The hypocrisy of the Coalition government on issues of personal choice is breathtaking. While supporters of restrictions on junk food advertising to children or universal minimum workplace conditions are “nanny state” advocates, blanket prohibitions on the capacity of terminally ill Australians to control the time and manner of their own deaths are claimed to show adequate respect for individual choice.
International and Australian surveys repeatedly show strong public support for euthanasia. A 2002 Morgan survey found 70% in favour of laws allowing hopelessly ill patients to seek assistance from doctors to suicide. Seventy-five per cent of sitting members in the last Victorian parliament supported the rights of the terminally ill to die with dignity.
Such figures may explain why opponents of a right-to-die rarely mention the religious and ideological principles behind their stand and focus instead on pragmatic objections to legal change. These include claims that patient-controlled death will undercut efforts to improve palliative care, that proper pain management always alleviates suffering, and that only what Juliette Hughes (Opinion 30/1) calls “the desperate, lonely, depressed and in pain” (ie those lacking autonomy) choose death over palliation.
Oregon, Belgium, the Netherlands and Switzerland allow medicos to respond to patient requests for active assistance to die. Empirical evidence from these jurisdictions does not support claims that the legalisation of assisted suicide for the terminally ill undercuts the quality of palliative care. This makes sense, as only around 2% of terminally ill patients make use of their legal right to assisted suicide. The remainder continue to choose palliative care.
A phenomenal 77% of Australians disbelieve the repeated insistence of right to die opponents that modern palliative care sufficiently addresses the suffering of the terminally ill. The decision of John Elliot – a medical doctor – to suicide in Zurich last Thursday suggests he didn’t believe it either. Or, alternatively, that he understood that suffering is not limited to physical pain but includes the loss of one’s wits, privacy with regard to bodily functions and the capacity to present oneself to others – including one’s spouse and children – as one would like to be seen. Anticipation of uncontrolled pain as well as the loss of such personal dignity appears a major motivator of Elliot’s decision to die: “My disease has dictated that…I will die in pain. Worse than this, though, I will have no dignity in death. I don’t want my wife Angelika to see me in this way…. I want to exit this world…with my head held high.”
At the heart of the right-to-die case are claims about the entitlement of citizens to autonomously choose to live what they define as a good life, and die what they see as a good death. But Liberal democratic societies have no obligation to honour the wishes of the incompetent or the coerced. This is why those opposed to the legal right to die use language – “knocked off” or “put to death” – that assumes what must be proved: that those other than the terminally ill will dictate the ifs and whens of an assisted suicide.
Circular definitions help “prove” their case. For right-to-die opponents, only the depressed choose death over palliation, and depressed patients can’t make autonomous choices.
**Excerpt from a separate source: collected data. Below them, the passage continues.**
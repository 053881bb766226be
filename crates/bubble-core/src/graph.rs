//! # Graph Primitives
//!
//! Generic operations on adjacency mappings.
//!
//! An [`Adjacency`] maps an identifier to the set of its successors.
//! All mappings use `BTreeMap`/`BTreeSet` for deterministic ordering.

use std::collections::{BTreeMap, BTreeSet, VecDeque};

/// Adjacency mapping: identifier -> successors.
pub type Adjacency<T> = BTreeMap<T, BTreeSet<T>>;

// =============================================================================
// COMPLETION & REVERSAL
// =============================================================================

/// Symmetric completion: for every `a -> b`, `b -> a` is present too.
///
/// Identifiers with no successor at all are not kept as keys.
#[must_use]
pub fn complete<T: Ord + Clone>(graph: &Adjacency<T>) -> Adjacency<T> {
    let mut completed: Adjacency<T> = BTreeMap::new();
    for (node, succs) in graph {
        for succ in succs {
            completed
                .entry(node.clone())
                .or_default()
                .insert(succ.clone());
            completed
                .entry(succ.clone())
                .or_default()
                .insert(node.clone());
        }
    }
    completed
}

/// Reversal: maps every successor to the set of its predecessors.
#[must_use]
pub fn reverse<T: Ord + Clone>(graph: &Adjacency<T>) -> Adjacency<T> {
    let mut reversed: Adjacency<T> = BTreeMap::new();
    for (node, succs) in graph {
        for succ in succs {
            reversed
                .entry(succ.clone())
                .or_default()
                .insert(node.clone());
        }
    }
    reversed
}

// =============================================================================
// WALK
// =============================================================================

/// Reachability walk over the union of several adjacency mappings.
///
/// Yields the start first, then every reachable identifier exactly once.
/// The order past the start is not part of the contract.
#[derive(Debug, Clone)]
pub struct Walk<'a, T: Ord> {
    graphs: Vec<&'a Adjacency<T>>,
    stack: Vec<&'a T>,
    seen: BTreeSet<&'a T>,
}

impl<'a, T: Ord> Walk<'a, T> {
    /// Identifiers reached so far, yielded or still pending.
    #[must_use]
    pub fn seen(&self) -> &BTreeSet<&'a T> {
        &self.seen
    }
}

impl<'a, T: Ord> Iterator for Walk<'a, T> {
    type Item = &'a T;

    fn next(&mut self) -> Option<Self::Item> {
        let current = self.stack.pop()?;
        for graph in self.graphs.iter().copied() {
            if let Some(succs) = graph.get(current) {
                for succ in succs {
                    if self.seen.insert(succ) {
                        self.stack.push(succ);
                    }
                }
            }
        }
        Some(current)
    }
}

/// Walk everything reachable from `start` in the union of `graphs`.
///
/// The walk is lazy; calling `walk` again restarts it from scratch.
pub fn walk<'a, T: Ord>(start: &'a T, graphs: &[&'a Adjacency<T>]) -> Walk<'a, T> {
    let mut seen = BTreeSet::new();
    seen.insert(start);
    Walk {
        graphs: graphs.to_vec(),
        stack: vec![start],
        seen,
    }
}

// =============================================================================
// CYCLE DETECTION
// =============================================================================

/// Identifiers involved in a cycle, or reachable only through one.
///
/// Topological elimination: an identifier is removed once all of its
/// predecessors are removed. Each identifier keeps a count of predecessors
/// not yet removed, so every edge is looked at once. Returns the empty set
/// for a DAG.
#[must_use]
pub fn detect_cycle<T: Ord + Clone>(graph: &Adjacency<T>) -> BTreeSet<T> {
    let predecessors = reverse(graph);
    let mut pending: BTreeMap<&T, usize> = graph
        .keys()
        .chain(predecessors.keys())
        .map(|node| (node, predecessors.get(node).map_or(0, BTreeSet::len)))
        .collect();

    let mut ready: VecDeque<&T> = pending
        .iter()
        .filter(|(_, count)| **count == 0)
        .map(|(node, _)| *node)
        .collect();
    while let Some(node) = ready.pop_front() {
        pending.remove(node);
        for succ in graph.get(node).into_iter().flatten() {
            if let Some(count) = pending.get_mut(succ) {
                *count = count.saturating_sub(1);
                if *count == 0 {
                    ready.push_back(succ);
                }
            }
        }
    }

    pending.into_keys().cloned().collect()
}

// =============================================================================
// TESTS
// =============================================================================

#[cfg(test)]
mod tests {
    use super::*;

    fn graph(pairs: &[(u32, &[u32])]) -> Adjacency<u32> {
        pairs
            .iter()
            .map(|(node, succs)| (*node, succs.iter().copied().collect()))
            .collect()
    }

    #[test]
    fn completed_graph() {
        let got = complete(&graph(&[(1, &[2, 3]), (3, &[1, 4, 2])]));
        let expected = graph(&[(1, &[2, 3]), (2, &[1, 3]), (3, &[1, 2, 4]), (4, &[3])]);
        assert_eq!(got, expected);
    }

    #[test]
    fn completion_is_idempotent() {
        let once = complete(&graph(&[(1, &[2]), (2, &[3]), (5, &[5])]));
        assert_eq!(complete(&once), once);
    }

    #[test]
    fn reversed_graph() {
        let got = reverse(&graph(&[(1, &[2, 3]), (3, &[1, 4, 2])]));
        let expected = graph(&[(2, &[1, 3]), (3, &[1]), (4, &[3]), (1, &[3])]);
        assert_eq!(got, expected);
    }

    #[test]
    fn walk_over_merged_graphs() {
        let grapha = complete(&graph(&[(1, &[11, 12, 13]), (2, &[21, 22]), (21, &[211, 212])]));
        // 22 -> 3 -> 1 introduces a loop, 4 - 5 is another component
        let graphb = complete(&graph(&[(22, &[3]), (3, &[1]), (4, &[5])]));
        let component: BTreeSet<u32> = [1, 11, 12, 13, 2, 21, 22, 211, 212, 3].into();

        for start in &component {
            let result: Vec<_> = walk(start, &[&grapha, &graphb]).copied().collect();
            assert_eq!(result.len(), component.len(), "no duplicate expected");
            assert_eq!(result.iter().copied().collect::<BTreeSet<_>>(), component);
        }

        let result: BTreeSet<_> = walk(&5, &[&grapha, &graphb]).copied().collect();
        assert_eq!(result, BTreeSet::from([4, 5]));
    }

    #[test]
    fn walk_yields_start_even_when_unknown() {
        let empty: Adjacency<u32> = BTreeMap::new();
        let result: Vec<_> = walk(&7, &[&empty]).collect();
        assert_eq!(result, vec![&7]);
    }

    #[test]
    fn walk_restarts_from_scratch() {
        let g = graph(&[(1, &[2]), (2, &[3])]);
        let first: BTreeSet<_> = walk(&1, &[&g]).collect();
        let second: BTreeSet<_> = walk(&1, &[&g]).collect();
        assert_eq!(first, second);
    }

    #[test]
    fn no_cycle_in_dag() {
        assert!(detect_cycle(&graph(&[(1, &[2, 3]), (2, &[3])])).is_empty());
    }

    #[test]
    fn three_cycle() {
        let got = detect_cycle(&graph(&[(1, &[2]), (2, &[3]), (3, &[1])]));
        assert_eq!(got, BTreeSet::from([1, 2, 3]));
    }

    #[test]
    fn cycle_keeps_what_hangs_below_it() {
        // 0 -> 1 -> 2 -> 1, 2 -> 9: 0 is peeled, 9 only hangs below the cycle
        let got = detect_cycle(&graph(&[(0, &[1]), (1, &[2]), (2, &[1, 9])]));
        assert_eq!(got, BTreeSet::from([1, 2, 9]));
    }

    #[test]
    fn long_chain_is_peeled_in_one_sweep() {
        let mut chain: Adjacency<u32> = (0..100_000).map(|i| (i, BTreeSet::from([i + 1]))).collect();
        assert!(detect_cycle(&chain).is_empty());

        chain.insert(100_000, BTreeSet::from([50_000]));
        let got = detect_cycle(&chain);
        assert_eq!(got.len(), 50_001);
        assert!(!got.contains(&49_999));
        assert!(got.contains(&100_000));
    }

    #[test]
    fn self_loop_is_a_cycle() {
        assert_eq!(detect_cycle(&graph(&[(4, &[4])])), BTreeSet::from([4]));
    }
}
Similarly, it is claimed that patients who are loved and adequately cared for will not choose to die, rendering all who do make this choice necessary victims of coercion by penny-pinching medical administrators or avaricious relatives.
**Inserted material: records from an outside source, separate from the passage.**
impl PowerGraphBuilder {
    /// Create a builder for an unoriented, strict build.
    #[must_use]
    pub fn new() -> Self {
        Self::default()
    }

    /// Keep edges directed instead of completing them.
    #[must_use]
    pub fn oriented(mut self, oriented: bool) -> Self {
        self.oriented = oriented;
        self
    }

    /// Skip ERROR records instead of failing.
    #[must_use]
    pub fn lenient(mut self, lenient: bool) -> Self {
        self.lenient = lenient;
        self
    }

    /// Add one record.
    pub fn push(&mut self, record: &Record) -> Result<(), BubbleError> {
        match record {
            Record::Error { raw } if !self.lenient => {
                Err(BubbleError::Format { line: raw.clone() })
            }
            _ => {
                self.accumulate(record);
                Ok(())
            }
        }
    }

    /// Record the content of one record. ERROR records are only counted.
    fn accumulate(&mut self, record: &Record) {
        match record {
            Record::Edge { source, target } => {
                self.edges
                    .entry(source.clone())
                    .or_default()
                    .insert(target.clone());
                self.endpoints.insert(source.clone());
                self.endpoints.insert(target.clone());
            }
            Record::Set { name } => {
                self.inclusions.entry(name.clone()).or_default();
                self.powernodes.insert(name.clone());
            }
            Record::Node { name } => {
                self.declared_nodes.insert(name.clone());
            }
            Record::In {
                contained,
                container,
            } => {
                self.inclusions
                    .entry(container.clone())
                    .or_default()
                    .insert(contained.clone());
                self.powernodes.insert(container.clone());
                self.contained.insert(contained.clone());
            }
            Record::Comment | Record::Empty => {}
            Record::Error { .. } => {
                self.skipped = self.skipped.saturating_add(1);
            }
        }
    }

    /// Add every record of a sequence, stopping at the first failure.
    pub fn extend<'r, I>(&mut self, records: I) -> Result<(), BubbleError>
    where
        I: IntoIterator<Item = &'r Record>,
    {
        for record in records {
            self.push(record)?;
        }
        Ok(())
    }

    /// Finalize the model.
    ///
    /// NODE declarations win over containment, every identifier seen gets an
    /// `inclusions` entry, and unoriented edges are completed.
    #[must_use]
    pub fn build(self) -> PowerGraph {
        let Self {
            oriented,
            edges,
            mut inclusions,
            mut powernodes,
            declared_nodes,
            endpoints,
            contained,
            skipped,
            ..
        } = self;

        let mut overridden = Adjacency::new();
        for name in declared_nodes {
            let members = std::mem::take(inclusions.entry(name.clone()).or_default());
            if !members.is_empty() {
                tracing::warn!(
                    "{} is declared as a node, dropping its {} member(s)",
                    name,
                    members.len()
                );
                overridden.insert(name.clone(), members);
            }
            powernodes.remove(&name);
        }

        let mut inferred = 0usize;
        for name in endpoints.iter().chain(contained.iter()) {
            if !inclusions.contains_key(name) {
                inclusions.insert(name.clone(), BTreeSet::new());
                inferred = inferred.saturating_add(1);
            }
        }

        let roots: BTreeSet<String> = inclusions
            .keys()
            .filter(|name| !contained.contains(*name))
            .cloned()
            .collect();

        let edges = if oriented {
            edges
        } else {
            graph::complete(&edges)
        };

        tracing::debug!(
            identifiers = inclusions.len(),
            powernodes = powernodes.len(),
            roots = roots.len(),
            inferred,
            skipped,
            oriented,
            "power graph built"
        );

        let mut graph = PowerGraph {
            edges,
            inclusions,
            overridden,
            powernodes,
            roots,
            oriented,
            edge_count: 0,
            initial_edge_count: 0,
        };
        graph.edge_count = graph.count_edges();
        graph.initial_edge_count = graph.count_node_level_edges();
        graph
    }
}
Dr Elliot was wealthy, educated, not depressed, and consistent about his desire to die. But his life was not perfect. His wife was open about the burdensome nature of his care. In his recitation of his reasons for choosing death Elliot includes the fact that he had burdened her for “too long already”.
Do decisions to die that reference the needs or influence of important others, or society at large, lack the independence necessary for us to heed them? Those opposed to individual choice in personal moral matters say “yes”. Abortion opponents argue that an “abortion culture” pushes women to undertake “unwanted” abortions. Men who fail to offer women the financial or emotional support they want to continue the pregnancy “coerce” women into abortion in the same way as inadequately sacrificing relatives compel the terminally ill to “choose” death.
The truth is that if choices were only available to those with perfect lives, few of us would quality. It is one thing to point out that social conditions may constrain the freedom of individuals to choose by depriving them of the full range of options, or the capacity to choose between them. It’s another to say that less than ideal choice is no choice at all. As well, arguments that the addition of physician-assisted suicide to the range of options available to the terminally ill somehow reduces their freedom to choose make no sense at all.
We’ve been here before. Thirty years ago radical feminists insisted that a pro-natalist culture and coercion from “techno-docs” made the choices of infertile women to undertake IVF unworthy of the name. These feminists claimed that the incapacity of “vulnerable” infertile women to choose, plus the damage they claimed the technology posed to women as a group, justified banning it.
Resentful of being patronised, many infertile women returned fire.
Choices made in an imperfect world are still worthy of respect, they insisted. By all means, fix the world to expand our options further. But in the meantime, leave us with the freedom to decide between the options that are available, according to our needs and values.